After JT died, I didn’t think I could live my life. I didn’t think I could get through a minute much less a whole day and live to tell about it. But, I did.

I didn’t think that I could be a productive person of society, or raise my other children, but, I have been.

We don’t have memories of JT being in our house. He was never here. His stuff has been here but, he had never been here physically. I don’t have memories of him in his crib or sleeping with me after a rough night, or baths in the sink, or dirty diapers that somehow find their way on the floor because you did a 2 o’clock feed and change only to wake up in the morning and trip over said diaper. Never had the went to fix a bottle and left it on the stove to warm only to forget about it, and realize when there is this burning smell coming from the kitchen that oops guess i better get that before the kitchen burns down memory.

A lot of people after the death of their child have a hard time either going into their child’s bedroom the first time, or they just can’t leave that bedroom. JT’s bedroom was the NICU. Number 19 and 22. Those were the two spots he spent all of his time there in. It is just too hard for me to think of going up there and his space is filled with someone else. Another new life that doesn’t know the history of those two spots. To know that his spot is gone, just to be replaced by another. I can’t go up there and have those memories. It is too hard for me to go back up there. I don’t know if I would have been one of those parents that keeps it as is or packs it up.
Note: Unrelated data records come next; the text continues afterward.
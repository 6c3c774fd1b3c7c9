//! Image source configuration.
//!
//! ```toml
//! mode = "remote"
//! endpoint = "https://image.pollinations.ai/prompt"
//! width = 800
//! height = 500
//! ```

use serde::{Deserialize, Serialize};

pub const DEFAULT_ENDPOINT: &str = "https://image.pollinations.ai/prompt";
pub const DEFAULT_WIDTH: u32 = 800;
pub const DEFAULT_HEIGHT: u32 = 500;

/// Which kind of reference [`crate::image_url`] produces.
#[derive(Debug, Clone, Copy, PartialEq, Eq, Default, Serialize, Deserialize, strum::Display)]
#[serde(rename_all = "lowercase")]
#[strum(serialize_all = "lowercase")]
pub enum ImageMode {
    /// Inline SVG placeholder, no network access.
    #[default]
    Vector,
    /// Prompt URL of an external image generation service.
    Remote,
}

#[derive(Debug, Clone, PartialEq, Eq, Serialize, Deserialize)]
#[serde(default, deny_unknown_fields)]
pub struct ImageConfig {
    pub mode: ImageMode,
    pub endpoint: String,
    pub width: u32,
    pub height: u32,
}

impl Default for ImageConfig {
    fn default() -> Self {
        Self {
            mode: ImageMode::default(),
            endpoint: DEFAULT_ENDPOINT.to_string(),
            width: DEFAULT_WIDTH,
            height: DEFAULT_HEIGHT,
        }
    }
}

#[derive(Debug, thiserror::Error)]
pub enum ConfigError {
    #[error("cannot parse image configuration - {0}")]
    Parse(#[from] toml::de::Error),
    #[error("image dimensions must be non-zero, got {width}x{height}")]
    ZeroDimension { width: u32, height: u32 },
    #[error("invalid endpoint `{endpoint}` - {source}")]
    InvalidEndpoint {
        endpoint: String,
        source: url::ParseError,
    },
    #[error("endpoint `{endpoint}` must use http or https, not `{scheme}`")]
    UnsupportedScheme { endpoint: String, scheme: String },
    #[error("endpoint `{endpoint}` must not carry a query or fragment")]
    EndpointNotAPath { endpoint: String },
}

impl ImageConfig {
    pub fn from_toml_str(input: &str) -> Result<Self, ConfigError> {
        let config: Self = toml::from_str(input)?;
        config.validate()?;
        Ok(config)
    }

    pub fn validate(&self) -> Result<(), ConfigError> {
        if self.width == 0 || self.height == 0 {
            return Err(ConfigError::ZeroDimension {
                width: self.width,
                height: self.height,
            });
        }
        let url = url::Url::parse(&self.endpoint).map_err(|source| {
            ConfigError::InvalidEndpoint {
                endpoint: self.endpoint.clone(),
                source,
            }
        })?;
        if !matches!(url.scheme(), "http" | "https") {
            return Err(ConfigError::UnsupportedScheme {
                endpoint: self.endpoint.clone(),
                scheme: url.scheme().to_string(),
            });
        }
        // The prompt segment and size parameters are appended as text.
        if url.query().is_some() || url.fragment().is_some() {
            return Err(ConfigError::EndpointNotAPath {
                endpoint: self.endpoint.clone(),
            });
        }
        Ok(())
    }
}
use carimage::ImageConfig;
use log::error;
use webui::{
    DEMO_COLLECTION, IMAGE_CONFIG,
    app::{App, AppProps},
    loader::{Collection, load_collection},
};

fn main() {
    init_logging();
    let collection = load_collection(DEMO_COLLECTION).unwrap_or_else(|err| {
        error!("Cannot parse the car collection: {err}");
        Collection::default()
    });
    let image_config = ImageConfig::from_toml_str(IMAGE_CONFIG).unwrap_or_else(|err| {
        error!("Falling back to the default image configuration: {err}");
        ImageConfig::default()
    });

    yew::Renderer::<App>::with_props(AppProps {
        collection,
        image_config,
    })
    .render();
}

fn init_logging() {
    use log::Level;
    use wasm_logger::Config;

    // use debug level for debug builds, warn level for production builds.
    #[cfg(debug_assertions)]
    let level = Level::Trace;
    #[cfg(not(debug_assertions))]
    let level = Level::Warn;

    wasm_logger::init(Config::new(level));
}
//! Deterministic imagery for collection cars.
//!
//! Everything here is a pure function of a [`VehicleDescriptor`]: the display
//! color, the seed and the image reference come out identical for identical
//! input, with no hidden state.

pub mod car;
pub mod config;
pub mod descriptor;
pub mod hash;
pub mod image;
pub mod palette;
pub mod remote;
pub mod style;
pub mod svg;

pub use car::{Car, CarError, CarType, Privacy, ownership_label};
pub use config::{ConfigError, ImageConfig, ImageMode};
pub use descriptor::VehicleDescriptor;
pub use hash::{string_hash, unsigned_hash};
pub use image::{ImageSources, image_sources, image_url};
pub use palette::resolve_color;
pub use style::ImageStyle;
use super::{car_card::CarCard, car_detail::CarDetail};
use crate::loader::Collection;
use yew::prelude::*;

#[derive(Properties, PartialEq)]
pub struct ShowroomPageProps {
    pub collection: Collection,
}

/// All cars of the collection, oldest purchase first. Clicking a card opens its detail view.
#[function_component(ShowroomPage)]
pub fn showroom_page(ShowroomPageProps { collection }: &ShowroomPageProps) -> Html {
    let selected = use_state_eq(|| None::<String>);

    if collection.is_empty() {
        return html! {
            <main class="showroom showroom-empty">
                <p>{"No cars in the showroom yet."}</p>
            </main>
        };
    }

    let onselect = {
        let selected = selected.clone();
        Callback::from(move |id: String| selected.set(Some(id)))
    };
    let onclose = {
        let selected = selected.clone();
        Callback::from(move |()| selected.set(None))
    };
    let detail = selected
        .as_deref()
        .and_then(|id| collection.get(id))
        .map(|car| html! { <CarDetail car={car.clone()} onclose={onclose} /> });

    html! {
        <main class="showroom">
            <div class="showroom-grid">
                { for collection.cars().iter().map(|car| html! {
                    <CarCard key={car.id.clone()} car={car.clone()} onselect={onselect.clone()} />
                })}
            </div>
            { for detail }
        </main>
    }
}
I am not sure at all.

I did have all of his stuff from the hospital and it took me about 3 months before I was able to unpack it all and go through it. I did keep everything of his. It is in a hope chest. That is what I call it anyway. Because through JT, I did have hope, and I still have hope, that hasn’t changed. I still find things around the house of his. A picture that somehow has gotten mixed up in other pictures. An outfit that somehow has gotten mixed up in the laundry. A baggy of stuff that I hadn’t done anything with from when we were switching hospitals. These little treasures either cause me such happyness or cause me to have a ginormous crying fit, then I lift myself up through prayer and with God’s grace and hope for another time to find some little treasure that has somehow found itself into our living areas. It was like he was here and had been here. But, it really doesn’t replace the real thing.

I used to get to where I would stay up nights and get only a few hours of sleep each night, just searching the internet to find a story like mine. Anything that came even remotely close. There was no diagnosis that you could fit JT in. He had so many things going on and the doctor’s had always said that they had no idea what to do half the time because they had never seen anything like what was happening to him. And now, I believe it. Because as much as I searched. I couldn’t find anything. Now, each different thing, I could find things on that, but, all together nothing. So, yep, he was as unique as they said he was. I at the time just thought that they didn’t want to deal with everything that was wrong with him. But, I know that isn’t true because they were always searching and researching trying to find a solution where there was none. They worked really hard behind the scenes.

I never thought that I could find joy in holding a baby boy again, but, I did yesterday. He is 4 months old and is so smiley and happy and I had the best time just talking to him, and he was cooing back it was awesome.

I used to think if I prayed hard enough God would bring him back. He brought Lazarus back, why not JT? But, I knew it wasn’t going to happen, but, wishfulness was holding me there. Holding me to think that in a few days I would wake up and JT would be laying next to me smacking me in the face like babies do to wake me up and it would all have been a dream. Didn’t happen. But, I have my memories and those we made awesome and I am thankful for that.